STRICT EMAIL COMPLIANCE

New Message Reply About this list Date view Thread view Subject view Author view

From: Charles Lindsey (chl@clw.cs.man.ac.uk)
Date: Fri Dec 20 2002 - 15:32:01 CST


We have decided, in our straw poll, to

d) Include explicit requirements on how to transform headers (for
   posted-and-mailed and moderators, not necessarily for other gateways)
   so as to be fully compliant with the email standards (that would
   include headers in body parts of multiparts, and so recursively).

So my first move has been to write a new section

8.8.1.1. Gatewaying into email

This will replace a great chunk of text currently in 8.8.1 (virtually restoring
8.8.1 to how it was originally written.

After that, there will be many consequential changes, MUSTs in places where
there are presently none, and cross references to be changed to the new section.
However, I think we need to be agreed on the new section first.

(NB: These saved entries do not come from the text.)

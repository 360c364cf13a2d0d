/// LLM client — the single point of entry for all generative-text calls.
///
/// ARCHITECTURAL RULE: No other module may call the Anthropic API directly.
/// All LLM interactions MUST go through this module.
use reqwest::Client;
use serde::{Deserialize, Serialize};
use thiserror::Error;
use tracing::{debug, warn};

const ANTHROPIC_API_URL: &str = "https://api.anthropic.com/v1/messages";
const ANTHROPIC_VERSION: &str = "2023-06-01";
/// The model used for all LLM calls.
/// Intentionally hardcoded to prevent accidental drift.
pub const MODEL: &str = "claude-sonnet-4-5";
const MAX_TOKENS: u32 = 1024;
const MAX_RETRIES: u32 = 3;

#[derive(Debug, Error)]
pub enum LlmError {
    #[error("HTTP error: {0}")]
    Http(#[from] reqwest::Error),

    #[error("API error (status {status}): {message}")]
    Api { status: u16, message: String },

    #[error("Rate limited after {retries} retries")]
    RateLimited { retries: u32 },

    #[error("LLM returned empty content")]
    EmptyContent,
}

#[derive(Debug, Serialize)]
struct AnthropicRequest<'a> {
    model: &'a str,
    max_tokens: u32,
    system: &'a str,
    messages: Vec<AnthropicMessage<'a>>,
}

#[derive(Debug, Serialize)]
struct AnthropicMessage<'a> {
    role: &'a str,
    content: &'a str,
}

#[derive(Debug, Deserialize)]
pub struct LlmResponse {
    pub content: Vec<ContentBlock>,
    pub usage: Usage,
}

#[derive(Debug, Deserialize)]
pub struct ContentBlock {
    #[serde(rename = "type")]
    pub block_type: String,
    pub text: Option<String>,
}

#[derive(Debug, Deserialize)]
pub struct Usage {
    pub input_tokens: u32,
    pub output_tokens: u32,
}

impl LlmResponse {
    /// Extracts the text content from the first text block.
    pub fn text(&self) -> Option<&str> {
        self.content
            .iter()
            .find(|b| b.block_type == "text")
            .and_then(|b| b.text.as_deref())
    }
}

#[derive(Debug, Deserialize)]
struct AnthropicError {
    error: AnthropicErrorBody,
}

#[derive(Debug, Deserialize)]
struct AnthropicErrorBody {
    message: String,
}

/// The single LLM client shared across the service.
/// Wraps the Anthropic Messages API with retry on transient failures.
#[derive(Clone)]
pub struct LlmClient {
    client: Client,
    api_key: String,
}

impl LlmClient {
    pub fn new(api_key: String) -> Self {
        Self {
            client: Client::builder()
                .timeout(std::time::Duration::from_secs(60))
                .build()
                .expect("Failed to build HTTP client"),
            api_key,
        }
    }

    /// Makes a single-shot call and returns the response text.
    /// Retries on 429 (rate limit) and 5xx errors with exponential backoff.
    pub async fn call_text(&self, prompt: &str, system: &str) -> Result<String, LlmError> {
        let response = self.call(prompt, system).await?;
        response
            .text()
            .map(str::to_owned)
            .ok_or(LlmError::EmptyContent)
    }

    async fn call(&self, prompt: &str, system: &str) -> Result<LlmResponse, LlmError> {
        let request_body = AnthropicRequest {
            model: MODEL,
            max_tokens: MAX_TOKENS,
            system,
            messages: vec![AnthropicMessage {
                role: "user",
                content: prompt,
            }],
        };

        let mut last_error: Option<LlmError> = None;

        for attempt in 0..MAX_RETRIES {
            if attempt > 0 {
                // Exponential backoff: 1s, 2s, 4s
                let delay = std::time::Duration::from_millis(1000 * (1 << (attempt - 1)));
                warn!(
                    "LLM call attempt {} failed, retrying after {}ms...",
                    attempt,
                    delay.as_millis()
                );
                tokio::time::sleep(delay).await;
            }

            let response = self
                .client
                .post(ANTHROPIC_API_URL)
                .header("x-api-key", &self.api_key)
                .header("anthropic-version", ANTHROPIC_VERSION)
                .header("content-type", "application/json")
                .json(&request_body)
                .send()
                .await;

            let response = match response {
                Ok(r) => r,
                Err(e) => {
                    last_error = Some(LlmError::Http(e));
                    continue;
                }
            };

            let status = response.status();

            if status.as_u16() == 429 || status.is_server_error() {
                let body = response.text().await.unwrap_or_default();
                warn!("LLM API returned {}: {}", status, body);
                last_error = Some(LlmError::Api {
                    status: status.as_u16(),
                    message: body,
                });
                continue;
            }

            if !status.is_success() {
                let body = response.text().await.unwrap_or_default();
                let message = serde_json::from_str::<AnthropicError>(&body)
                    .map(|e| e.error.message)
                    .unwrap_or(body);
                return Err(LlmError::Api {
                    status: status.as_u16(),
                    message,
                });
            }

            let llm_response: LlmResponse = match response.json().await {
                Ok(r) => r,
                Err(e) => {
                    last_error = Some(LlmError::Http(e));
                    continue;
                }
            };

            debug!(
                "LLM call succeeded: input_tokens={}, output_tokens={}",
                llm_response.usage.input_tokens, llm_response.usage.output_tokens
            );

            return Ok(llm_response);
        }

        Err(last_error.unwrap_or(LlmError::RateLimited {
            retries: MAX_RETRIES,
        }))
    }
}
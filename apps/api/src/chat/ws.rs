//! Live chat delivery over WebSocket.
//!
//! Browsers cannot set the Authorization header on a WebSocket upgrade, so
//! the bearer token rides in the query string. After the upgrade the socket
//! receives each newly created message in the match as a JSON frame; inbound
//! text frames are treated as message sends from the connected user.

use axum::{
    extract::{
        ws::{Message, WebSocket, WebSocketUpgrade},
        Path, Query, State,
    },
    response::IntoResponse,
};
use futures_util::{SinkExt, StreamExt};
use serde::Deserialize;
use tracing::debug;
use uuid::Uuid;

use crate::auth::verify_token;
use crate::chat::handlers::{authorized_match, store_message};
use crate::errors::AppError;
use crate::state::AppState;

#[derive(Debug, Deserialize)]
pub struct WsAuthQuery {
    pub token: String,
}

/// GET /api/v1/matches/:id/ws?token=
pub async fn handle_chat_ws(
    State(state): State<AppState>,
    Path(match_id): Path<Uuid>,
    Query(params): Query<WsAuthQuery>,
    ws: WebSocketUpgrade,
) -> Result<impl IntoResponse, AppError> {
    let user_id = verify_token(&state, &params.token).await?;
    authorized_match(&state.db, match_id, user_id).await?;

    Ok(ws.on_upgrade(move |socket| chat_session(socket, state, match_id, user_id)))
}

async fn chat_session(socket: WebSocket, state: AppState, match_id: Uuid, user_id: Uuid) {
    let mut rx = state.hub.subscribe(match_id);
    let (mut sender, mut receiver) = socket.split();

    let mut forward_task = tokio::spawn(async move {
        while let Ok(frame) = rx.recv().await {
            if sender.send(Message::Text(frame)).await.is_err() {
                break;
            }
        }
    });

    loop {
        tokio::select! {
            _ = &mut forward_task => break,
            inbound = receiver.next() => {
                let Some(Ok(message)) = inbound else { break };
                if let Message::Text(content) = message {
                    if let Err(e) = store_message(&state, match_id, user_id, &content).await {
                        debug!("Dropping inbound chat frame: {e}");
                    }
                }
            }
        }
    }

    forward_task.abort();
    debug!("Chat session closed for match {match_id}, user {user_id}");
}
pub mod handlers;
pub mod hub;
pub mod ws;
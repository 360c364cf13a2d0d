pub mod health;

use axum::{
    routing::{delete, get, post, put},
    Router,
};

use crate::state::AppState;
use crate::{admin, chat, matching, profiles};

pub fn build_router(state: AppState) -> Router {
    Router::new()
        .route("/health", get(health::health_handler))
        // Profile directory
        .route(
            "/api/v1/profile",
            put(profiles::handlers::handle_put_profile).get(profiles::handlers::handle_get_own_profile),
        )
        .route(
            "/api/v1/profiles/candidates",
            get(profiles::handlers::handle_candidates),
        )
        .route(
            "/api/v1/profiles/search",
            get(profiles::handlers::handle_search),
        )
        .route(
            "/api/v1/profiles/:id",
            get(profiles::handlers::handle_get_profile),
        )
        // Swiping and matches
        .route("/api/v1/swipes", post(matching::handlers::handle_swipe))
        .route(
            "/api/v1/matches",
            get(matching::handlers::handle_list_matches),
        )
        .route(
            "/api/v1/matches/:id",
            get(matching::handlers::handle_get_match),
        )
        // Chat
        .route(
            "/api/v1/matches/:id/messages",
            get(chat::handlers::handle_list_messages).post(chat::handlers::handle_send_message),
        )
        .route("/api/v1/matches/:id/ws", get(chat::ws::handle_chat_ws))
        // Account + operator tools
        .route(
            "/api/v1/account",
            delete(admin::handlers::handle_delete_account),
        )
        .route("/api/v1/admin/seed", post(admin::handlers::handle_seed))
        .route("/api/v1/admin/wipe", post(admin::handlers::handle_wipe))
        .with_state(state)
}
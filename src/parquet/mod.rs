//! Handles serialising and saving prepared plots in the _parquet_ file format.

pub mod map;
pub mod timeseries;

pub use map::save_map;
pub use timeseries::save_timeseries;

Here it is.

8.8.1.1. Gatewaying into email

   Although headers containing non-ASCII characters may well be conveyed
   intact by many (if not most) current mail transport agents, that
   ability is not a requirement of some transport protocols, notably of
   SMTP [RFC 2821]. Likewise, although many mail user agents may
   currently display (or be configurable to display) such headers
   correctly, or at least adequately, messages containing such headers
   are not compliant with the current Email standards, notably with [RFC
   2822]. Note that non-ASCII body part headers [RFC 2046] (including
   non-ASCII headers of a message/rfc822) are equally at variance with
   the current Email standards.

   If, at some future time, the Email standards should be updated so as
   to allow such headers, it would then become possible to transport
   Netnews articles containing them over Email without further ado.
   Until such a time, however, if a Netnews article is to be gatewayed
   into Email with the intention that it be received and accepted by any
   arbitrarily chosen destination, and if it contains any UTF8-xtra-char
   in any of its headers or body part headers, then it MUST first be
   transformed so as to conform to [RFC 2822] and/or [RFC 2046]. In
   particular, articles emailed to moderators (8.2.2) MUST be so
   transformed.

        NOTE: It is not precluded that a gatewayer who knows, or is able
        to control, the capabilities of the particular sites for which
        an article is destined and of the transport paths leading to
        those sites, may choose to send the article without
        transformation, or at least without transformation of any
        contained body part headers.

   The surest way to transport an article containing non-ASCII headers
   through Email is by encapsulation as an application/news-transmission
   (6.21.6.1). However this method is not currently available for
   sending to moderators for reason explained in section 8.2.2 step 12.
   Until this method is considered safe to use, therefore,
   transformation of those headers will be necessary. This can be
   accomplished in the following steps:

   1. If the header is unstructured, or is an experimental header
      (4.2.5.1), any word(s) which is delimited by FWS or by the
      start/end of the header-content is encoded according to [RFC
      2047].

   2. If the header is unstructured, any word(s) which is contained
      within a comment and is delimited by FWS or by the "(" or ")"
      delimiting that comment is encoded according to [RFC 2047], and
      likewise any word(s) which is contained within a phrase and is
      delimited by FWS or by the start/end of the header-content.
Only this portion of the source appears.